Your task is to repeat each record verbatim, exactly as it was written.

#### [SUPPLIED MATERIAL]
○ ○ ○

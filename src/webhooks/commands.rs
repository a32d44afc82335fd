//! Mutation commands sent to the user store.
//!
//! Building a command is pure: the same event always yields the same command.

use serde::Serialize;

use super::event::{DeletedObject, UserPayload};

/// Display name used when a newly created user has no name at all.
pub const UNNAMED_USER: &str = "Unnamed User";

/// Full create-or-sync of a user record.
#[derive(Debug, Clone, PartialEq, Eq, Serialize)]
#[serde(rename_all = "camelCase")]
pub struct UserUpsertCommand {
    pub external_id: String,
    pub email: String,
    pub display_name: String,
    #[serde(skip_serializing_if = "Option::is_none")]
    pub avatar_url: Option<String>,
}

/// Partial update of a user record.
///
/// `None` means "do not change", and the key is left out when serialised.
/// A field is never set to an empty value to signal absence.
#[derive(Debug, Clone, Default, PartialEq, Eq, Serialize)]
#[serde(rename_all = "camelCase")]
pub struct UserPatchCommand {
    pub external_id: String,
    #[serde(skip_serializing_if = "Option::is_none")]
    pub display_name: Option<String>,
    #[serde(skip_serializing_if = "Option::is_none")]
    pub email: Option<String>,
    #[serde(skip_serializing_if = "Option::is_none")]
    pub avatar_url: Option<String>,
}

#[derive(Debug, Clone, PartialEq, Eq, Serialize)]
#[serde(rename_all = "camelCase")]
pub struct UserDeleteCommand {
    pub external_id: String,
}

impl UserUpsertCommand {
    /// Build the creation command, falling back to placeholders rather than
    /// failing the sync: email defaults to `""`, the name to the username and
    /// then to [`UNNAMED_USER`].
    pub fn from_created(user: &UserPayload) -> Self {
        Self {
            external_id: user.id.clone(),
            email: primary_email(user).unwrap_or_default().to_string(),
            display_name: display_name(user).unwrap_or_else(|| UNNAMED_USER.to_string()),
            avatar_url: user.image_url.clone(),
        }
    }
}

impl UserPatchCommand {
    /// Build the update command. Fields the event does not provide are omitted.
    pub fn from_updated(user: &UserPayload) -> Self {
        Self {
            external_id: user.id.clone(),
            display_name: display_name(user),
            email: primary_email(user).map(String::from),
            avatar_url: user.image_url.clone(),
        }
    }

    /// True when the patch changes nothing besides identifying the record.
    pub fn is_empty(&self) -> bool {
        self.display_name.is_none() && self.email.is_none() && self.avatar_url.is_none()
    }
}

impl UserDeleteCommand {
    /// Build a deletion only when the tombstone confirms a deleted user with an id.
    pub fn from_deleted(deleted: &DeletedObject) -> Option<Self> {
        if deleted.object.as_deref() != Some("user") || deleted.deleted != Some(true) {
            return None;
        }

        deleted
            .id
            .as_deref()
            .filter(|id| !id.trim().is_empty())
            .map(|id| Self {
                external_id: id.to_string(),
            })
    }
}

/// First address in the list, if it is non-empty.
fn primary_email(user: &UserPayload) -> Option<&str> {
    user.email_addresses
        .first()
        .map(|entry| entry.email_address.as_str())
        .filter(|email| !email.is_empty())
}

/// `"first last"` trimmed, else a non-empty username.
fn display_name(user: &UserPayload) -> Option<String> {
    let full = format!(
        "{} {}",
        user.first_name.as_deref().unwrap_or_default(),
        user.last_name.as_deref().unwrap_or_default()
    );
    let full = full.trim();
    if !full.is_empty() {
        return Some(full.to_string());
    }

    user.username
        .as_deref()
        .filter(|username| !username.is_empty())
        .map(String::from)
}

○ ○ ○

#### [ANSWER TO THIS EXERCISE]
filename src/webhooks/commands.rs
repository a32d44afc82335fd
//! Mutation commands sent to the user store.
//!
//! Building a command is pure: the same event always yields the same command.

use serde::Serialize;

use super::event::{DeletedObject, UserPayload};

/// Display name used when a newly created user has no name at all.
pub const UNNAMED_USER: &str = "Unnamed User";

/// Full create-or-sync of a user record.
#[derive(Debug, Clone, PartialEq, Eq, Serialize)]
#[serde(rename_all = "camelCase")]
pub struct UserUpsertCommand {
    pub external_id: String,
    pub email: String,
    pub display_name: String,
    #[serde(skip_serializing_if = "Option::is_none")]
    pub avatar_url: Option<String>,
}

/// Partial update of a user record.
///
/// `None` means "do not change", and the key is left out when serialised.
/// A field is never set to an empty value to signal absence.
#[derive(Debug, Clone, Default, PartialEq, Eq, Serialize)]
#[serde(rename_all = "camelCase")]
pub struct UserPatchCommand {
    pub external_id: String,
    #[serde(skip_serializing_if = "Option::is_none")]
    pub display_name: Option<String>,
    #[serde(skip_serializing_if = "Option::is_none")]
    pub email: Option<String>,
    #[serde(skip_serializing_if = "Option::is_none")]
    pub avatar_url: Option<String>,
}

#[derive(Debug, Clone, PartialEq, Eq, Serialize)]
#[serde(rename_all = "camelCase")]
pub struct UserDeleteCommand {
    pub external_id: String,
}

impl UserUpsertCommand {
    /// Build the creation command, falling back to placeholders rather than
    /// failing the sync: email defaults to `""`, the name to the username and
    /// then to [`UNNAMED_USER`].
    pub fn from_created(user: &UserPayload) -> Self {
        Self {
            external_id: user.id.clone(),
            email: primary_email(user).unwrap_or_default().to_string(),
            display_name: display_name(user).unwrap_or_else(|| UNNAMED_USER.to_string()),
            avatar_url: user.image_url.clone(),
        }
    }
}

impl UserPatchCommand {
    /// Build the update command. Fields the event does not provide are omitted.
    pub fn from_updated(user: &UserPayload) -> Self {
        Self {
            external_id: user.id.clone(),
            display_name: display_name(user),
            email: primary_email(user).map(String::from),
            avatar_url: user.image_url.clone(),
        }
    }

    /// True when the patch changes nothing besides identifying the record.
    pub fn is_empty(&self) -> bool {
        self.display_name.is_none() && self.email.is_none() && self.avatar_url.is_none()
    }
}

impl UserDeleteCommand {
    /// Build a deletion only when the tombstone confirms a deleted user with an id.
    pub fn from_deleted(deleted: &DeletedObject) -> Option<Self> {
        if deleted.object.as_deref() != Some("user") || deleted.deleted != Some(true) {
            return None;
        }

        deleted
            .id
            .as_deref()
            .filter(|id| !id.trim().is_empty())
            .map(|id| Self {
                external_id: id.to_string(),
            })
    }
}

/// First address in the list, if it is non-empty.
fn primary_email(user: &UserPayload) -> Option<&str> {
    user.email_addresses
        .first()
        .map(|entry| entry.email_address.as_str())
        .filter(|email| !email.is_empty())
}

/// `"first last"` trimmed, else a non-empty username.
fn display_name(user: &UserPayload) -> Option<String> {
    let full = format!(
        "{} {}",
        user.first_name.as_deref().unwrap_or_default(),
        user.last_name.as_deref().unwrap_or_default()
    );
    let full = full.trim();
    if !full.is_empty() {
        return Some(full.to_string());
    }

    user.username
        .as_deref()
        .filter(|username| !username.is_empty())
        .map(String::from)
}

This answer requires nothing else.